Result: Between May 10th and June 10th 2010, 86 Emergency Department asthma visits were recorded, 20 of them during the study day. Patients' mean age was 44.25 +/- 18.5 years (range: 9-81), 8/20 females, 2 smokers, 16 with a previous history of known respiratory allergy. Only two patients regularly took anti-asthma drugs. All 20 patients were sensitized to Olea europaea pollen, 7 of whom were monosensitized. Ten patients were sensitized to grass, 7 to parietaria, 5 to compositae, 5 to cypress, 5 to house dust mites, 3 to dog and 1 to cat danders. No patient was sensitized to Alternaria. Mean pollen count was 17 granules/m3 for Olea europaea, 6 granules/m3 for grass pollen.

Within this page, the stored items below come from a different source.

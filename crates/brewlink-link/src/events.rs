//! Notifications from the link to its consumers.
//!
//! The controller reports through a [`LinkObserver`]. Callbacks run on the
//! task that produced the event (the read task for statuses and data) and
//! must not block. [`EventForwarder`] turns the callbacks into a
//! [`LinkEvent`] stream for consumers that prefer `recv().await`.

use std::fmt;

use tokio::sync::mpsc;

use brewlink_core::MachineStatus;

/// Why a read loop ended.
#[derive(Debug, Clone, PartialEq, Eq)]
#[non_exhaustive]
pub enum StopReason {
    /// Cancelled by `disconnect`.
    Cancelled,

    /// The device closed the stream.
    EndOfStream,

    /// A read failed.
    ReadError(String),
}

impl fmt::Display for StopReason {
    fn fmt(&self, f: &mut fmt::Formatter<'_>) -> fmt::Result {
        match self {
            StopReason::Cancelled => write!(f, "cancelled"),
            StopReason::EndOfStream => write!(f, "end of stream"),
            StopReason::ReadError(e) => write!(f, "read error: {e}"),
        }
    }
}

/// Receiver of link notifications. Every method defaults to a no-op.
pub trait LinkObserver: Send + Sync + 'static {
    /// One decoded status, in arrival order. Ownership moves to the observer.
    fn on_status_update(&self, status: MachineStatus) {
        let _ = status;
    }

    /// The decoded text of one raw chunk, after its statuses were reported.
    fn on_data_received(&self, chunk: &str) {
        let _ = chunk;
    }

    /// The channel opened (`device_info` set) or closed (`device_info` empty).
    fn on_connection_changed(&self, connected: bool, device_info: &str) {
        let _ = (connected, device_info);
    }

    /// The read loop ended without being cancelled.
    fn on_read_stopped(&self, reason: &StopReason) {
        let _ = reason;
    }
}

/// Observer that ignores everything.
#[derive(Debug, Clone, Copy, Default)]
pub struct NoopObserver;

impl LinkObserver for NoopObserver {}

/// Events emitted by an [`EventForwarder`].
#[derive(Debug, Clone, PartialEq)]
#[non_exhaustive]
pub enum LinkEvent {
    StatusUpdate(MachineStatus),
    DataReceived(String),
    ConnectionChanged { connected: bool, device_info: String },
    ReadStopped(StopReason),
}

/// Observer that forwards every notification into an unbounded channel.
///
/// Unbounded so a slow consumer never stalls the read task; the link's own
/// poll cadence bounds the rate.
#[derive(Debug, Clone)]
pub struct EventForwarder {
    tx: mpsc::UnboundedSender<LinkEvent>,
}

/// Create a forwarder and the receiver its events arrive on.
///
/// ```
/// use brewlink_link::{LinkEvent, LinkObserver, event_channel};
///
/// let (forwarder, mut events) = event_channel();
/// forwarder.on_data_received("hello");
///
/// assert_eq!(events.try_recv().unwrap(), LinkEvent::DataReceived("hello".into()));
/// ```
pub fn event_channel() -> (EventForwarder, mpsc::UnboundedReceiver<LinkEvent>) {
    let (tx, rx) = mpsc::unbounded_channel();
    (EventForwarder { tx }, rx)
}

impl EventForwarder {
    fn forward(&self, event: LinkEvent) {
        // A dropped receiver just means nobody is listening anymore.
        let _ = self.tx.send(event);
    }
}

impl LinkObserver for EventForwarder {
    fn on_status_update(&self, status: MachineStatus) {
        self.forward(LinkEvent::StatusUpdate(status));
    }

    fn on_data_received(&self, chunk: &str) {
        self.forward(LinkEvent::DataReceived(chunk.to_string()));
    }

    fn on_connection_changed(&self, connected: bool, device_info: &str) {
        self.forward(LinkEvent::ConnectionChanged {
            connected,
            device_info: device_info.to_string(),
        });
    }

    fn on_read_stopped(&self, reason: &StopReason) {
        self.forward(LinkEvent::ReadStopped(reason.clone()));
    }
}

#[cfg(test)]
mod tests {
    use super::*;

    #[test]
    fn test_forwarder_preserves_order() {
        let (forwarder, mut rx) = event_channel();
        forwarder.on_connection_changed(true, "VID:0403 PID:6001");
        forwarder.on_status_update(MachineStatus::default());
        forwarder.on_data_received("chunk");
        forwarder.on_read_stopped(&StopReason::EndOfStream);

        assert_eq!(
            rx.try_recv().unwrap(),
            LinkEvent::ConnectionChanged {
                connected: true,
                device_info: "VID:0403 PID:6001".into()
            }
        );
        assert_eq!(
            rx.try_recv().unwrap(),
            LinkEvent::StatusUpdate(MachineStatus::default())
        );
        assert_eq!(rx.try_recv().unwrap(), LinkEvent::DataReceived("chunk".into()));
        assert_eq!(
            rx.try_recv().unwrap(),
            LinkEvent::ReadStopped(StopReason::EndOfStream)
        );
        assert!(rx.try_recv().is_err());
    }

    #[test]
    fn test_forwarder_survives_dropped_receiver() {
        let (forwarder, rx) = event_channel();
        drop(rx);
        forwarder.on_data_received("ignored");
    }

    #[test]
    fn test_stop_reason_display() {
        assert_eq!(StopReason::Cancelled.to_string(), "cancelled");
        assert_eq!(
            StopReason::ReadError("broken pipe".into()).to_string(),
            "read error: broken pipe"
        );
    }
}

Conclusion: This is, in our knowledge, the second epidemic of thunderstorm related asthma described in Mediterranean area and the first one in which sensitization to Olea europaea played a key-role. In conclusion, our report indicates that thunderstorm asthma may involve different allergens (not only fungal spores and grass or parietaria pollen) in different geographic areas, depending on the seasonality of thunderstorms and allergenic pollen.